El legal e ilegítimo sistema electoral canario
En su novela Ensayo sobre la lucidez (2004), José Saramago cuenta cómo en una elecciones el 83% de los electores vota en blanco como rechazo a un sistema profundamente injusto. Después de los comicios del 24 de mayo, los canarios tendríamos que plantarnos de una vez por todas ante el sistema impuesto desde hace décadas para elegir a nuestros representantes.
Hay cuatro manipulaciones que inciden en todas las instituciones, que son las listas cerradas, mediante las cuales no se eligen personas sino siglas, y en el listado van nombre a los que sí le votaríamos y otros a los que no, pero en un orden establecido por las formaciones. Luego las actas son personales, con lo que el representante se arroga la propiedad del cargo y puede llevárselo en caso de transfuguismo. Más que una paradoja es un fraude. La otra deformación es la aplicación de la Ley D’Hont en la asignación de escaños, que favorece a las mayorías. Estas dos circunstancias falsean claramente en España cualquier elección.

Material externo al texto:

//! Server creation helpers for the Scaleway backend.
//!
//! Scaleway servers must receive cloud-init user-data before first boot.
//! The creation request sets `stopped: true` so the payload is available when
//! the server is powered on.

use serde::{Deserialize, Serialize};

use crate::scaleway::types::Zone;

use super::super::{ScalewayBackend, ScalewayBackendError};
use super::{InstanceSnapshot, ServerRecord, ServerSpec};

/// Tag applied to every server created by the harness.
pub(crate) const HARNESS_TAG: &str = "harrier";

#[derive(Serialize)]
struct CreateServerRequest<'a> {
    name: &'a str,
    commercial_type: &'a str,
    image: &'a str,
    project: &'a str,
    routed_ip_enabled: bool,
    dynamic_ip_required: bool,
    tags: Vec<String>,
    stopped: bool,
    #[serde(skip_serializing_if = "Option::is_none")]
    cloud_init: Option<&'a str>,
    #[serde(skip_serializing_if = "Option::is_none")]
    organization: Option<&'a str>,
}

#[derive(Deserialize)]
struct CreateServerResponse {
    server: ServerRecord,
}

impl ScalewayBackend {
    fn is_instance_type_error(api_err: &scaleway_rs::ScalewayApiError, spec: &ServerSpec) -> bool {
        matches!(api_err.resource.as_deref(), Some("commercial_type"))
            || api_err
                .resource_id
                .as_deref()
                .is_some_and(|id| id == spec.instance_type)
            || (api_err.etype == "invalid_arguments"
                && api_err
                    .message
                    .to_ascii_lowercase()
                    .contains("commercial_type"))
    }

    pub(in crate::scaleway) async fn power_on_if_needed(
        &self,
        zone: &Zone,
        snapshot: &InstanceSnapshot,
    ) -> Result<(), ScalewayBackendError> {
        if snapshot.state.is_running() {
            return Ok(());
        }

        if snapshot.allows("poweron") {
            self.api
                .perform_instance_action_async(zone.as_str(), snapshot.id.as_str(), "poweron")
                .await?;
            return Ok(());
        }

        Err(ScalewayBackendError::CannotPowerOn {
            server_id: snapshot.id.as_str().to_owned(),
            state: snapshot.state.as_str().to_owned(),
        })
    }

    /// Creates a stopped server named `name`, tagged with the harness tag and
    /// its own name so it can be found again if the caller loses track of it.
    ///
    /// # Errors
    ///
    /// Returns [`ScalewayBackendError`] when the Scaleway API request fails or
    /// the provider rejects the requested instance type or image.
    pub(in crate::scaleway) async fn create_server_stopped(
        &self,
        spec: &ServerSpec,
        image_id: &str,
        name: &str,
        cloud_init: Option<&str>,
    ) -> Result<InstanceSnapshot, ScalewayBackendError> {
        let url = format!(
            "{}/zones/{}/servers",
            super::SCALEWAY_INSTANCE_API_BASE,
            spec.zone
        );
        let payload = CreateServerRequest {
            name,
            commercial_type: &spec.instance_type,
            image: image_id,
            project: &spec.project_id,
            routed_ip_enabled: true,
            dynamic_ip_required: true,
            tags: vec![HARNESS_TAG.to_owned(), name.to_owned()],
            stopped: true,
            cloud_init,
            organization: spec.organisation_id.as_deref(),
        };

        let response = super::HTTP_CLIENT
            .post(&url)
            .header("X-Auth-Token", &self.config.secret_key)
            .json(&payload)
            .send()
            .await
            .map_err(ScalewayBackendError::api)?;

        let status = response.status();
        let body = response
            .bytes()
            .await
            .map_err(ScalewayBackendError::api)?;

        if status.is_success() {
            let parsed: CreateServerResponse =
                serde_json::from_slice(&body).map_err(ScalewayBackendError::api)?;
            return Ok(parsed.server.into());
        }

        if let Ok(api_err) = serde_json::from_slice::<scaleway_rs::ScalewayApiError>(&body)
            && Self::is_instance_type_error(&api_err, spec)
        {
            return Err(ScalewayBackendError::InstanceTypeUnavailable {
                instance_type: spec.instance_type.clone(),
                zone: spec.zone.clone(),
            });
        }

        Err(ScalewayBackendError::http(status, &body))
    }
}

En Canarias hay, además, dos agravantes más en lo que se refiere al Parlamento, y que adultera cada cuatro años nuestra representatividad y por consiguiente el Gobierno de Canarias. El primero es el de los topes electorales, que incluso se dobló en la reforma de los años 90, y hay que tener el 30% de los votos de una isla o el 6% de toda la Comunidad para tener acceso al reparto de representación. Esto, combinado con la Ley D’Hont, es un agujero negro que se traga miles de votos canarios, que nunca ven reflejada institucionalmente su presencia real en la sociedad.
Pero lo que ya es una burla vestida de domingo es la representatividad por isla y el distinto valor del voto según en qué isla se deposite. Esto hace posible que, pase lo que pase, una formación determinada esté siempre en el poder e incluso en la cabeza del poder, que se combina, además, con un hábil juego de muñecas rusas mediante el cual la presidencia recae casi siempre en una formación que suele tener en torno al 10% de las actas parlamentarias, que engrosa con los resultados de las islas no capitalinas de formaciones adheridas. Y puede incluso perder las elecciones, en cualquier caso gobierna. Díganme si no es una obra maestra del caciquismo.
La falacia antidemocrática de la triple paridad, construida con la coartada de asegurar la representación de las islas no capitalinas, es una joya de la manipulación democrática (o antidemocrática). El argumento es que haya la misma representación de las dos islas capitalinas (15/15), la misma por provincia (30/30) y la misma de cada isla capitalina con las del resto de su provincia (15/15) es un juego de trileros que roza la perfección; el problema es que un voto de las islas llamadas menores puede valer hasta 17 veces el de uno de Tenerife o Gran Canaria (a veces más, fluctúa según población). Es decir, en el Parlamento de Canarias 30 diputados representan a dos millones de personas y los otros 30 a doscientas mil. Un disparate.
Hace 25 años publiqué un trabajo documentado sobre esta barbaridad y las invectivas fueron tremendas, y todas venían a decir que yo no tenía ni idea de política, porque aplicaban la teoría clásica de que en política lo importante no es que algo sea verdad, sino que sea verosímil. Pero es que este galimatías encima carece de verosimilitud, no podría usarse como escenario social de una novela; los críticos la destrozarían por argumento no creíble, inverosímil, insostenible.
Pues con este argumento insostenible, injusto, antidemocrático y caciquil se conforma cada cuatro años el Parlamento de Canarias y su Gobierno, que por obvia lógica democrática conculca la legitimidad. Y en el sistema se han movido con comodidad las tres fuerzas que cada cuatro años han practicado el juego de la silla. En caso de que en esta legislatura no se genere el sistema electoral justo, racional y equitativo que la inmensa mayoría de la sociedad demanda y merece, tal vez los canarios se cansarían de esta sarta de manipulaciones, mentiras y apaños, y actuarían con lucidez democrática; no sería impensable que la respuesta fuese la que José Saramago propuso en la novela citada. ¿Y entonces qué?